Like Langdon, Sophie has apparently leapt on board with the plot to the point where she straight up asks him if the key she found behind the painting is the key to the hiding place of the Holy Grail.

Langdon’s laugh sounded forced, even to him. “I really can’t imagine. Besides, the Grail is believed to be hidden in the United Kingdom somewhere, not France.” He gave her the quick history.


Six words. He did that in six words. There I was thinking we were going to have to sit through Bob droning his way through the Grail history again, after he’d failed to explain it to the character who was sitting right next to him, and instead had Bob explain it to a character we’d never even met before and has nothing to do with the plot.

But no.

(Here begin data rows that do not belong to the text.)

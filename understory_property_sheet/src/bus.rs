// Copyright 2025 the Understory Authors
// SPDX-License-Identifier: Apache-2.0 OR MIT

//! Change notification.
//!
//! Every property owns a [`ChangeBus`]. Observers are plain closures; they are
//! called synchronously, in subscription order, on the thread that mutated the
//! property.
//!
//! Delivery iterates over a snapshot of the subscriber list, so observers may
//! subscribe or unsubscribe (or mutate the property again) while an event is
//! being delivered. Such changes only affect later deliveries.
//!
//! The bus keeps no history: a new observer does not see earlier events.

use alloc::rc::Rc;
use core::cell::{Cell, RefCell};
use core::fmt;

use smallvec::SmallVec;

use crate::id::ObserverId;

/// Inline capacity for subscribers.
///
/// Most properties are watched by a panel row and perhaps one application
/// listener.
const INLINE_OBSERVERS: usize = 4;

/// A subscribed observer.
pub type Observer = Rc<dyn Fn(&ChangeEvent)>;

/// Which part of a property changed.
#[derive(Copy, Clone, Debug, PartialEq, Eq, Hash)]
pub enum ChangeKind {
    /// The display name changed.
    Name,
    /// The description changed.
    Description,
    /// The value changed.
    Value,
    /// The enabled flag changed.
    Enabled,
    /// The editability mode changed.
    Editability,
    /// The action attached to the property changed.
    Action,
    /// The whole property was restored from a snapshot.
    Restored,
}

/// An event delivered to observers after a mutation has been applied.
#[derive(Copy, Clone, Debug, PartialEq, Eq, Hash)]
pub struct ChangeEvent {
    /// What changed.
    pub kind: ChangeKind,
    /// Revision of the property after the mutation.
    ///
    /// Revisions start at zero and increase by one per delivered event.
    pub revision: u64,
}

/// Subscriber registry for one property.
///
/// # Example
///
/// ```rust
/// use std::cell::Cell;
/// use std::rc::Rc;
/// use understory_property_sheet::{ChangeBus, ChangeKind};
///
/// let bus = ChangeBus::new();
/// let seen = Rc::new(Cell::new(0));
/// let seen_in_observer = seen.clone();
/// let id = bus.subscribe(move |_| seen_in_observer.set(seen_in_observer.get() + 1));
///
/// bus.notify_all(ChangeKind::Value);
/// assert_eq!(seen.get(), 1);
///
/// assert!(bus.unsubscribe(id));
/// bus.notify_all(ChangeKind::Value);
/// assert_eq!(seen.get(), 1);
/// ```
pub struct ChangeBus {
    observers: RefCell<SmallVec<[(ObserverId, Observer); INLINE_OBSERVERS]>>,
    next_id: Cell<u32>,
    revision: Cell<u64>,
}

impl ChangeBus {
    /// Creates a bus with no subscribers.
    #[must_use]
    pub fn new() -> Self {
        Self {
            observers: RefCell::new(SmallVec::new()),
            next_id: Cell::new(0),
            revision: Cell::new(0),
        }
    }

    /// Subscribes an observer and returns the ID needed to unsubscribe it.
    pub fn subscribe<F>(&self, observer: F) -> ObserverId
    where
        F: Fn(&ChangeEvent) + 'static,
    {
        self.subscribe_rc(Rc::new(observer))
    }

    /// Subscribes an already shared observer.
    pub fn subscribe_rc(&self, observer: Observer) -> ObserverId {
        let id = ObserverId::new(self.next_id.get());
        self.next_id.set(self.next_id.get().wrapping_add(1));
        self.observers.borrow_mut().push((id, observer));
        id
    }

    /// Removes an observer.
    ///
    /// Returns `true` if it was subscribed.
    pub fn unsubscribe(&self, id: ObserverId) -> bool {
        let mut observers = self.observers.borrow_mut();
        if let Some(idx) = observers.iter().position(|(oid, _)| *oid == id) {
            observers.remove(idx);
            true
        } else {
            false
        }
    }

    /// Returns the number of subscribed observers.
    #[must_use]
    pub fn len(&self) -> usize {
        self.observers.borrow().len()
    }

    /// Returns `true` if nobody is subscribed.
    #[must_use]
    pub fn is_empty(&self) -> bool {
        self.observers.borrow().is_empty()
    }

    /// Returns the revision of the last delivered event (zero if none).
    #[must_use]
    #[inline]
    pub fn revision(&self) -> u64 {
        self.revision.get()
    }

    /// Delivers an event to every currently subscribed observer.
    ///
    /// The revision is bumped even when nobody is listening.
    pub fn notify_all(&self, kind: ChangeKind) {
        let revision = self.revision.get().wrapping_add(1);
        self.revision.set(revision);

        let snapshot: SmallVec<[Observer; INLINE_OBSERVERS]> = self
            .observers
            .borrow()
            .iter()
            .map(|(_, observer)| observer.clone())
            .collect();
        let event = ChangeEvent { kind, revision };
        for observer in snapshot {
            observer(&event);
        }
    }
}

impl Default for ChangeBus {
    fn default() -> Self {
        Self::new()
    }
}

impl fmt::Debug for ChangeBus {
    fn fmt(&self, f: &mut fmt::Formatter<'_>) -> fmt::Result {
        f.debug_struct("ChangeBus")
            .field("observers", &self.len())
            .field("revision", &self.revision.get())
            .finish_non_exhaustive()
    }
}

He made the right call. Dan, I’m proud of you. You should get a sticker and a lollipop.

Anyway, where were we? Oh yes – we’re still in the back of this taxi talking about the Holy Grail.

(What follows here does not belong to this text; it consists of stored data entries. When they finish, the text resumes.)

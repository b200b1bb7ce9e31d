mod common;

use common::{HwEvent, RecordingHandler, RecordingSink, root_config, subsystem};
use emu_ports::{
    Access, Capabilities, Fatal, Handle, IoPermission, PortConfig, PortError, PortSpeed,
    RegisterFlags, TRACE_ALL_LEVEL, TraceEntry, Width,
};

fn traced_root_config(level: u8) -> PortConfig {
    PortConfig {
        trace_level: level,
        ..root_config()
    }
}

#[test]
fn fast_traced_write_hits_hardware_and_trace_once() {
    let (mut ports, hw) = subsystem(traced_root_config(1));
    let sink = RecordingSink::default();
    ports.set_trace_sink(Box::new(sink.clone()));
    ports.enable_trace(0x3f8, 0x3ff);
    ports
        .allow_io(0x3f8, 8, IoPermission::ReadWrite, 0x00, 0xff, PortSpeed::Fast)
        .unwrap();
    assert!(ports.gate().io_bitmap().covers(0x3f8, Width::Dword));

    ports.outb(0x3f8, 0x41).unwrap();

    assert_eq!(hw.accesses(), vec![HwEvent::Out(0x3f8, Width::Byte, 0x41)]);
    assert_eq!(
        sink.entries(),
        vec![TraceEntry {
            port: 0x3f8,
            access: Access::Write,
            width: Width::Byte,
            value: 0x41,
        }]
    );
    assert_eq!(sink.entries()[0].to_string(), "3f8 < 41");
}

#[test]
fn allow_io_requires_root() {
    let (mut ports, hw) = subsystem(PortConfig::default());
    let err = ports
        .allow_io(0x61, 1, IoPermission::ReadWrite, 0, 0xff, PortSpeed::Fast)
        .unwrap_err();
    assert_eq!(err, PortError::PrivilegeRequired);
    assert_eq!(ports.handle_of(0x61), Handle::NONE);
    assert!(hw.events().is_empty());
}

#[test]
fn allow_io_maps_permission_to_standard_handle() {
    let (mut ports, _) = subsystem(root_config());
    ports
        .allow_io(0x278, 3, IoPermission::ReadOnly, 0, 0xff, PortSpeed::Slow)
        .unwrap();
    ports
        .allow_io(0x2f8, 1, IoPermission::WriteOnly, 0, 0xff, PortSpeed::Slow)
        .unwrap();
    assert_eq!(ports.handle_of(0x278), Handle::STD_RD);
    assert_eq!(ports.handle_of(0x27a), Handle::STD_RD);
    assert_eq!(ports.handle_of(0x27b), Handle::NONE);
    assert_eq!(ports.handle_of(0x2f8), Handle::STD_WR);
    assert!(ports.map().any_standard());
}

#[test]
fn allow_io_clamps_range_to_last_port() {
    let (mut ports, _) = subsystem(root_config());
    ports
        .allow_io(0xfffe, 8, IoPermission::ReadWrite, 0, 0xff, PortSpeed::Slow)
        .unwrap();
    assert_eq!(ports.handle_of(0xffff), Handle::STD_IO);
    assert_eq!(ports.handle_of(0x0000), Handle::NONE);
}

#[test]
fn allow_io_conflicts_with_device() {
    let (mut ports, _) = subsystem(root_config());
    ports
        .register_handler(
            "keyboard",
            Box::new(RecordingHandler::new(Capabilities::BYTES, 0)),
            0x60,
            0x64,
            RegisterFlags::NONE,
        )
        .unwrap();
    let err = ports
        .allow_io(0x64, 1, IoPermission::ReadWrite, 0, 0xff, PortSpeed::Slow)
        .unwrap_err();
    assert!(matches!(err, PortError::Conflict { port: 0x64, .. }));
    assert!(ports.exit_early());
}

#[test]
fn single_port_masks_apply_to_direct_access() {
    let (mut ports, hw) = subsystem(root_config());
    ports
        .allow_io(0x61, 1, IoPermission::ReadWrite, 0x01, 0xfc, PortSpeed::Fast)
        .unwrap();
    assert_eq!(ports.gate().masks(0x61), (0xfc, 0x01));

    hw.set_value(0x61, 0x02);
    assert_eq!(ports.inb(0x61).unwrap(), 0x01);
    ports.outb(0x61, 0xff).unwrap();

    assert_eq!(
        hw.accesses(),
        vec![
            HwEvent::In(0x61, Width::Byte),
            HwEvent::Out(0x61, Width::Byte, 0xfd)
        ]
    );
}

#[test]
fn range_masks_are_not_stored() {
    let (mut ports, _) = subsystem(root_config());
    ports
        .allow_io(0x70, 2, IoPermission::ReadWrite, 0x80, 0x7f, PortSpeed::Slow)
        .unwrap();
    assert_eq!(ports.handle_of(0x71), Handle::STD_IO);
    assert_eq!(ports.gate().masks(0x70), (0xff, 0x00));
    assert_eq!(ports.gate().masks(0x71), (0xff, 0x00));
}

#[test]
fn refused_fast_path_still_registers() {
    let (mut ports, hw) = subsystem(root_config());
    hw.refuse_ioperm();
    ports
        .allow_io(0x378, 3, IoPermission::ReadWrite, 0, 0xff, PortSpeed::Fast)
        .unwrap();
    assert_eq!(ports.handle_of(0x378), Handle::STD_IO);
    assert!(!ports.gate().io_bitmap().test(0x378));

    // no direct access and no port server: the stub answers
    assert_eq!(ports.inb(0x378).unwrap(), 0xff);
    ports.outb(0x378, 0x00).unwrap();
    assert!(hw.accesses().is_empty());
}

#[test]
fn word_access_needs_both_ports_granted() {
    let (mut ports, hw) = subsystem(root_config());
    ports
        .allow_io(0x1ce, 1, IoPermission::ReadWrite, 0, 0xff, PortSpeed::Fast)
        .unwrap();
    ports
        .allow_io(0x1cf, 1, IoPermission::ReadWrite, 0, 0xff, PortSpeed::Slow)
        .unwrap();

    // 0x1cf is not in the ioperm map, so the word access is unavailable
    assert_eq!(ports.inw(0x1ce).unwrap(), 0xffff);
    assert!(hw.accesses().is_empty());

    hw.set_value(0x1ce, 0x1234);
    assert_eq!(ports.inb(0x1ce).unwrap(), 0x34);
}

#[test]
fn unavailable_write_inside_critical_section_is_fatal() {
    let (mut ports, _) = subsystem(root_config());
    ports
        .allow_io(0x61, 1, IoPermission::ReadWrite, 0, 0xff, PortSpeed::Slow)
        .unwrap();

    ports.outb(0x61, 0x03).unwrap();

    ports.enter_critical("speaker").unwrap();
    let err = ports.outb(0x61, 0x03).unwrap_err();
    assert_eq!(
        err,
        Fatal::CriticalPortUnavailable {
            port: 0x61,
            operation: "outb",
            holder: "speaker",
        }
    );
    assert_eq!(err.exit_code(), 46);
}

#[test]
fn critical_section_reentry_names_both_labels() {
    let (mut ports, _) = subsystem(PortConfig::default());
    ports.enter_critical("A").unwrap();
    let err = ports.enter_critical("B").unwrap_err();
    assert_eq!(
        err,
        Fatal::CriticalSectionConflict {
            held: "A",
            requested: "B"
        }
    );
    assert_eq!(err.exit_code(), 49);
    assert_eq!(ports.leave_critical(), Err(Fatal::LeaveWithoutEnter));
}

#[test]
fn composed_word_traces_requested_width() {
    let (mut ports, _) = subsystem(PortConfig {
        trace_level: 1,
        ..PortConfig::default()
    });
    let sink = RecordingSink::default();
    ports.set_trace_sink(Box::new(sink.clone()));
    ports.enable_trace(0x300, 0x301);
    ports
        .register_handler(
            "pair",
            Box::new(RecordingHandler::new(Capabilities::BYTES, 0x10)),
            0x300,
            0x301,
            RegisterFlags::NONE,
        )
        .unwrap();

    assert_eq!(ports.inw(0x300).unwrap(), 0x1010);

    let entries = sink.entries();
    assert_eq!(entries.len(), 1);
    assert_eq!(entries[0].width, Width::Word);
    assert_eq!(entries[0].to_string(), "300 } 1010");
}

#[test]
fn trace_all_level_adds_byte_sub_accesses() {
    let (mut ports, _) = subsystem(PortConfig {
        trace_level: TRACE_ALL_LEVEL,
        ..PortConfig::default()
    });
    let sink = RecordingSink::default();
    ports.set_trace_sink(Box::new(sink.clone()));
    ports
        .register_handler(
            "pair",
            Box::new(RecordingHandler::new(Capabilities::WRITE_BYTE, 0)),
            0x300,
            0x301,
            RegisterFlags::NONE,
        )
        .unwrap();

    ports.outw(0x300, 0x1234).unwrap();

    let lines: Vec<String> = sink.entries().iter().map(ToString::to_string).collect();
    assert_eq!(lines, vec!["300 { 1234", "300 < 34", "301 < 12"]);
}

#[test]
fn force_fast_ports_are_never_traced() {
    let (mut ports, _) = subsystem(traced_root_config(TRACE_ALL_LEVEL));
    let sink = RecordingSink::default();
    ports.set_trace_sink(Box::new(sink.clone()));
    ports
        .allow_io(0x40, 4, IoPermission::ReadWrite, 0, 0xff, PortSpeed::ForceFast)
        .unwrap();
    ports.enable_trace(0x40, 0x43);

    ports.outb(0x40, 0x36).unwrap();
    ports.inb(0x42).unwrap();
    assert!(sink.entries().is_empty());

    ports.inb(0x44).unwrap();
    assert_eq!(sink.entries().len(), 1);
}

#[test]
fn speed_hint_decoding() {
    assert_eq!(PortSpeed::from_hint(-1), PortSpeed::Slow);
    assert_eq!(PortSpeed::from_hint(0), PortSpeed::Fast);
    assert_eq!(PortSpeed::from_hint(3), PortSpeed::ForceFast);
}

#[test]
fn special_handler_video_ports() {
    let (mut ports, hw) = subsystem(PortConfig {
        emulate_retrace: true,
        ..root_config()
    });
    ports
        .register_handler(
            "extra stuff",
            Box::new(RecordingHandler::new(Capabilities::NONE, 0)),
            0x3c0,
            0x3c0,
            RegisterFlags::NONE,
        )
        .unwrap();
    ports
        .register_handler(
            "extra stuff",
            Box::new(RecordingHandler::new(Capabilities::NONE, 0)),
            0x3da,
            0x3db,
            RegisterFlags::NONE,
        )
        .unwrap();
    assert_eq!(ports.handle_of(0x3da), Handle::SPECIAL);

    assert_eq!(ports.inb(0x3db).unwrap(), 0);
    assert_eq!(ports.inb(0x3da).unwrap(), 0xff);
    assert_eq!(ports.gate().retrace_pending(), Some(0x3da));

    ports.outb(0x3c0, 0x20).unwrap();
    assert_eq!(ports.gate().retrace_pending(), None);
    assert!(!ports.flush_pending_retrace().unwrap());
    assert!(hw.accesses().is_empty());
}

#[test]
fn special_handler_fast_path_goes_to_hardware() {
    let (mut ports, hw) = subsystem(root_config());
    ports
        .register_handler(
            "extra stuff",
            Box::new(RecordingHandler::new(Capabilities::NONE, 0)),
            0x3da,
            0x3db,
            RegisterFlags::FAST,
        )
        .unwrap();
    hw.set_value(0x3db, 0x80);

    assert_eq!(ports.inb(0x3db).unwrap(), 0x80);
    assert_eq!(ports.gate().retrace_pending(), None);
    assert_eq!(hw.accesses(), vec![HwEvent::In(0x3db, Width::Byte)]);
}

#[test]
fn allow_io_saturates_oversized_range() {
    let (mut ports, _) = subsystem(root_config());
    ports
        .allow_io(0x10, usize::MAX, IoPermission::ReadWrite, 0, 0xff, PortSpeed::Slow)
        .unwrap();
    assert_eq!(ports.handle_of(0x0f), Handle::NONE);
    assert_eq!(ports.handle_of(0x10), Handle::STD_IO);
    assert_eq!(ports.handle_of(0xffff), Handle::STD_IO);
}

#[test]
fn unavailable_composed_write_reports_requested_width() {
    let (mut ports, _) = subsystem(root_config());
    ports
        .allow_io(0x278, 4, IoPermission::ReadOnly, 0, 0xff, PortSpeed::Slow)
        .unwrap();

    ports.enter_critical("printer").unwrap();
    let err = ports.outw(0x278, 0x1234).unwrap_err();
    assert_eq!(
        err,
        Fatal::CriticalPortUnavailable {
            port: 0x278,
            operation: "outw",
            holder: "printer",
        }
    );

    ports.enter_critical("printer").unwrap();
    let err = ports.outd(0x278, 0x1234_5678).unwrap_err();
    assert!(matches!(err, Fatal::CriticalPortUnavailable { operation: "outd", .. }));

    ports.enter_critical("printer").unwrap();
    let err = ports.outb(0x279, 0x12).unwrap_err();
    assert!(matches!(err, Fatal::CriticalPortUnavailable { port: 0x279, operation: "outb", .. }));
}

“But the Grail seems the only rational conclusion,” [Sophie] insisted. “We have an extremely secure key, stamped with the Priory of Sion seal, delivered to us by a member of the Priory of Sion – brotherhood which, you just told me, are guardians of the Holy Grail.”
Langdon knew her contention was logical, and yet intuitively he could not possibly accept it.

I’m sorry, but ‘logical’ and ‘rational’ do not belong in the same sentences as the words Holy Grail. You are chasing a medieval fairytale; try to act a little surprised by this fact.

Instead Langdon thinks Sophie is wrong because the Grail is supposed to be in Britain, not France. He’s absolutely right, of course. What Sophie is suggesting is like trying to catch leprechauns in Germany, when everyone with half a brain knows that leprechauns are only found in Ireland.

I don’t know how much more of this madness I can take, and I’m not even halfway through the bloody book yet.

Langdon explains that there were four senechaux who protected the Grail’s whereabouts and says that Sauniere was probably not one of them, because Langdon is quite thick. Sophie, who is also quite thick but currently has the mental edge, thinks that her grandfather definitely was one of the senechaux on account of the Awful Unspecified Thing she found him doing in the mid-nineties. Also I’m sure this chapter started from Langdon’s point of view and has now shifted to Sophie’s with no break.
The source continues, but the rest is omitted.